I'm going to share with you what my days were like before RA and what they are like now Living with RA. I don't want pity, sympathy or anything like that ... I want to educate people to help raise awareness and understanding. Living with a debilitating, deforming and chronically painful disease is hard enough as it is, but the uninformed comments and misconceptions I often hear coming from others is painful as well. Other than the disfigurements you might be able to see on my body, RA is unseen. You can not visibly see the excruciating pain I am feeling in my jaw, neck, shoulders, elbows, wrists, fingers, hips, back, knees, ankles and toes. You can not see how my shoulders or hips are 'locked up' and don't want to move. You can not see the extreme fatigue I feel. I may outwardly look fine to you, but believe me, I am not fine.
Let's go back 3 or 4 years ago (2006/07) when I was running around like a Spring Chicken full of energy and life!! I would get up at 5 a.m. and hop in the shower, get myself ready and then get the kiddos up. Four kids with 4 different schools/places to go!! I had one going to one High School close to home, another going to an IB High School across town, another going to middle school and the youngest in elementary. They all had extracurricular activities or events to attend, one was in JROTC, the other in Band, one in Chorus and one in plays and programs at school. Whew, that sounds so exhausting now :) I sure do miss those days!!
I got to work about 6:45 and worked until 5:30 M-F and 12:30 on Saturdays. I was an Assistant Manager for a local paint store and loved my job. I could carry a five gallon bucket of paint in each hand, lift those same buckets up as high as my chin and or pull them down from that same height with such ease. It was a very physical job that kept me in shape. As I was leaving this field of work, I knew I felt tired all the time and I would get so stiff during the ride home from work. I could barely get out of my car and then limped into the house. But I kept on truckin'.

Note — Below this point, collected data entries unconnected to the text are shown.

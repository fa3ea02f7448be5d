//! The zoom transition layer.
//!
//! A `Fixed` hosts a dim backdrop and a single floating `Picture` (the
//! presented visual). Presenting animates the visual from the grid cell's
//! frame out to its fitted full-screen frame; dismissing runs the reverse
//! path back to the focused item's cell. Frames are driven by a tick
//! callback off the widget's frame clock.

use std::cell::{Cell, RefCell};
use std::rc::Rc;

use gdk4::Texture;
use gtk4::prelude::*;
use gtk4::{glib, Box as GtkBox, ContentFit, Fixed, Orientation, Picture};
use tracing::{debug, trace};

use super::geometry::{lerp, lerp_rect, Rectf};

pub const PRESENT_DURATION_MS: f64 = 250.0;
pub const DISMISS_DURATION_MS: f64 = 300.0;

pub fn ease_out_cubic(t: f64) -> f64 {
    let inv = 1.0 - t.clamp(0.0, 1.0);
    1.0 - inv * inv * inv
}

pub struct TransitionLayer {
    root: Fixed,
    dim: GtkBox,
    // The floating picture alive from present until dismiss completes.
    presented_visual: Rc<RefCell<Option<Picture>>>,
}

impl TransitionLayer {
    pub fn new() -> Rc<Self> {
        let root = Fixed::new();
        root.set_visible(false);
        root.set_hexpand(true);
        root.set_vexpand(true);

        let dim = GtkBox::new(Orientation::Vertical, 0);
        dim.add_css_class("viewer-dim");
        dim.set_opacity(0.0);
        root.put(&dim, 0.0, 0.0);

        Rc::new(Self {
            root,
            dim,
            presented_visual: Rc::new(RefCell::new(None)),
        })
    }

    pub fn widget(&self) -> Fixed {
        self.root.clone()
    }

    /// The layer's current allocation in its own coordinates.
    pub fn bounds(&self) -> Rectf {
        Rectf::new(0.0, 0.0, self.root.width() as f64, self.root.height() as f64)
    }

    pub fn has_presented_visual(&self) -> bool {
        self.presented_visual.borrow().is_some()
    }

    /// Swaps the presented visual's texture, e.g. when the focus has moved
    /// to a different item since presenting.
    pub fn rebind_visual(&self, texture: &Texture) {
        if let Some(picture) = self.presented_visual.borrow().as_ref() {
            picture.set_paintable(Some(texture));
        }
    }

    /// Animates `texture` from the cell frame out to the full-screen frame,
    /// fading the backdrop in. The visual is retained for the dismiss path.
    pub fn run_present<F>(&self, texture: &Texture, from: Rectf, to: Rectf, on_done: F)
    where
        F: FnOnce() + 'static,
    {
        let bounds = self.bounds();
        self.dim.set_size_request(bounds.width as i32, bounds.height as i32);
        self.root.move_(&self.dim, 0.0, 0.0);

        let picture = Picture::new();
        picture.set_content_fit(ContentFit::Fill);
        picture.set_paintable(Some(texture));
        self.root.put(&picture, from.x, from.y);
        picture.set_size_request(from.width.max(1.0) as i32, from.height.max(1.0) as i32);
        *self.presented_visual.borrow_mut() = Some(picture.clone());

        self.root.set_visible(true);
        trace!(?from, ?to, "present transition started");
        self.animate(picture, from, to, 0.0, 1.0, PRESENT_DURATION_MS, on_done);
    }

    /// Animates the retained visual back down to the cell frame, fading the
    /// backdrop out. Returns false when no visual is available.
    pub fn run_dismiss<F>(&self, from: Rectf, to: Rectf, on_done: F) -> bool
    where
        F: FnOnce() + 'static,
    {
        let Some(picture) = self.presented_visual.borrow().clone() else {
            debug!("dismiss transition skipped: no presented visual");
            return false;
        };

        self.root.move_(&picture, from.x, from.y);
        picture.set_size_request(from.width.max(1.0) as i32, from.height.max(1.0) as i32);

        let root = self.root.clone();
        let visual = self.presented_visual.clone();
        trace!(?from, ?to, "dismiss transition started");
        self.animate(
            picture,
            from,
            to,
            1.0,
            0.0,
            DISMISS_DURATION_MS,
            move || {
                if let Some(picture) = visual.borrow_mut().take() {
                    root.remove(&picture);
                }
                root.set_visible(false);
                on_done();
            },
        );
        true
    }

    fn animate<F>(
        &self,
        picture: Picture,
        from: Rectf,
        to: Rectf,
        dim_from: f64,
        dim_to: f64,
        duration_ms: f64,
        on_done: F,
    ) where
        F: FnOnce() + 'static,
    {
        let fixed = self.root.clone();
        let dim = self.dim.clone();
        let start: Cell<Option<i64>> = Cell::new(None);
        let completion: RefCell<Option<Box<dyn FnOnce()>>> =
            RefCell::new(Some(Box::new(on_done)));

        dim.set_opacity(dim_from);
        self.root.add_tick_callback(move |_, clock| {
            let now = clock.frame_time();
            let started = match start.get() {
                Some(at) => at,
                None => {
                    start.set(Some(now));
                    now
                }
            };
            let elapsed_ms = (now - started) as f64 / 1000.0;
            let t = ease_out_cubic((elapsed_ms / duration_ms).min(1.0));

            let frame = lerp_rect(from, to, t);
            fixed.move_(&picture, frame.x, frame.y);
            picture.set_size_request(frame.width.max(1.0) as i32, frame.height.max(1.0) as i32);
            dim.set_opacity(lerp(dim_from, dim_to, t));

            if elapsed_ms >= duration_ms {
                if let Some(done) = completion.borrow_mut().take() {
                    done();
                }
                glib::ControlFlow::Break
            } else {
                glib::ControlFlow::Continue
            }
        });
    }
}

#[cfg(test)]
mod tests {
    use super::*;

    #[test]
    fn easing_hits_both_endpoints() {
        assert_eq!(ease_out_cubic(0.0), 0.0);
        assert_eq!(ease_out_cubic(1.0), 1.0);
    }

    #[test]
    fn easing_is_monotonic_and_front_loaded() {
        let quarter = ease_out_cubic(0.25);
        let half = ease_out_cubic(0.5);
        assert!(quarter < half);
        // Decelerating curve: more than half the distance by midpoint.
        assert!(half > 0.5);
    }

    #[test]
    fn easing_clamps_out_of_range_input() {
        assert_eq!(ease_out_cubic(-1.0), 0.0);
        assert_eq!(ease_out_cubic(2.0), 1.0);
    }
}
//! Shared fixtures for unit tests.

use std::cell::RefCell;
use std::rc::Rc;

use gdk4::{MemoryFormat, MemoryTexture};
use gtk4::prelude::*;

use crate::models::{ViewerImage, ViewerItem};

/// A solid-color in-memory image of the given intrinsic size.
pub fn test_image(width: u32, height: u32) -> ViewerImage {
    let data = vec![0x40u8; (width * height * 4) as usize];
    let bytes = glib::Bytes::from_owned(data);
    let texture = MemoryTexture::new(
        width as i32,
        height as i32,
        MemoryFormat::R8g8b8a8,
        &bytes,
        (width * 4) as usize,
    );
    ViewerImage {
        texture: texture.upcast(),
        width,
        height,
    }
}

/// A viewer item with a fixed identity and a settable image.
pub struct FakeItem {
    id: String,
    image: RefCell<Option<ViewerImage>>,
}

impl FakeItem {
    /// An item whose image has not been decoded yet.
    pub fn bare(id: &str) -> Rc<Self> {
        Rc::new(Self {
            id: id.to_owned(),
            image: RefCell::new(None),
        })
    }

    /// An item with a small decoded image.
    pub fn with_image(id: &str) -> Rc<Self> {
        let item = Self::bare(id);
        item.set_image(test_image(40, 30));
        item
    }

    pub fn set_image(&self, image: ViewerImage) {
        *self.image.borrow_mut() = Some(image);
    }
}

impl ViewerItem for FakeItem {
    fn id(&self) -> &str {
        &self.id
    }

    fn image(&self) -> Option<ViewerImage> {
        self.image.borrow().clone()
    }
}

pub fn as_items(list: &[Rc<FakeItem>]) -> Vec<Rc<dyn ViewerItem>> {
    list.iter()
        .map(|item| item.clone() as Rc<dyn ViewerItem>)
        .collect()
}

I did all the errands and bill paying back then too. I got all the groceries without assistance and I ran the kids to all their events most of the time. I was always on the go. I had a social life hanging out with my husband and friends, going places with my kids, going to the flea market, company parties and dancing. I am so glad I got to experience all of that.
Now it's August 2010, just 2 years after I was diagnosed with RA. My mornings, days, my entire life are different. Some of you might want to get the Kleenex if you haven't done so already. It is not my intention to make you cry, but you might.
If I've had any sleep at all the night before, I usually wake up around 4 a.m. with my hubby so that I can have a few quiet minutes alone with him. On a bad day he will usually have to help me to sit up, watch me cry and get used to that position, then gently put his arms around me to help me stand up. I cry again. Once I get stable on my feet he then helps me get to the bathroom, pull down my clothes and sets me down on the toilet. I cry again. He then puts his arms around me again to help me stand up, pull up my clothes and hear me cry out again. He then walks me back to the bed and helps me sit down and then pulls my legs back up into the bed while pivoting me to lie me down. I cry again. He has to help me adjust my pillow and pull my blanket over me, my hands hurt so bad I can not bear to touch anything with them. I cry again. The pain is unbearable.
Some nights I sleep in spurts or not at all. Either the pain is so throbbing and intense I can't sleep or I doze for short periods lasting no more than an hour or two. I have to depend on everyone else for just about everything. I need help to get up, go to the bathroom, getting back into bed, for food and drinks, to brush my hair and to dress myself. Those are those days I dread the most. I don't like having to ask anyone to help me take care of myself.
On a 'good' day, after maneuvering myself in a similar fashion as to a 3-point turn, I have to 'rock' my legs to get the momentum to set up. I can't use my elbows or forearms to lift myself thanks to all the Rheumatoid Nodules on them or my wrists or hands to push myself up because of the pain and I just don't have any strength in them. After I get myself set up I slowly try to stand. I never know what my knees, ankles or feet are up for until that very moment. If all goes well I scoot to the bathroom because my ankles are stiff and don't want to 'cooperate', as I usually say. I do have a six inch toilet seat riser so that I don't have to 'fall' down onto the toilet. I scoot back to the bed and get out my NSaids and pain pills. I lie back down for a while waiting on the pain to become somewhat more tolerable, if there is such a thing.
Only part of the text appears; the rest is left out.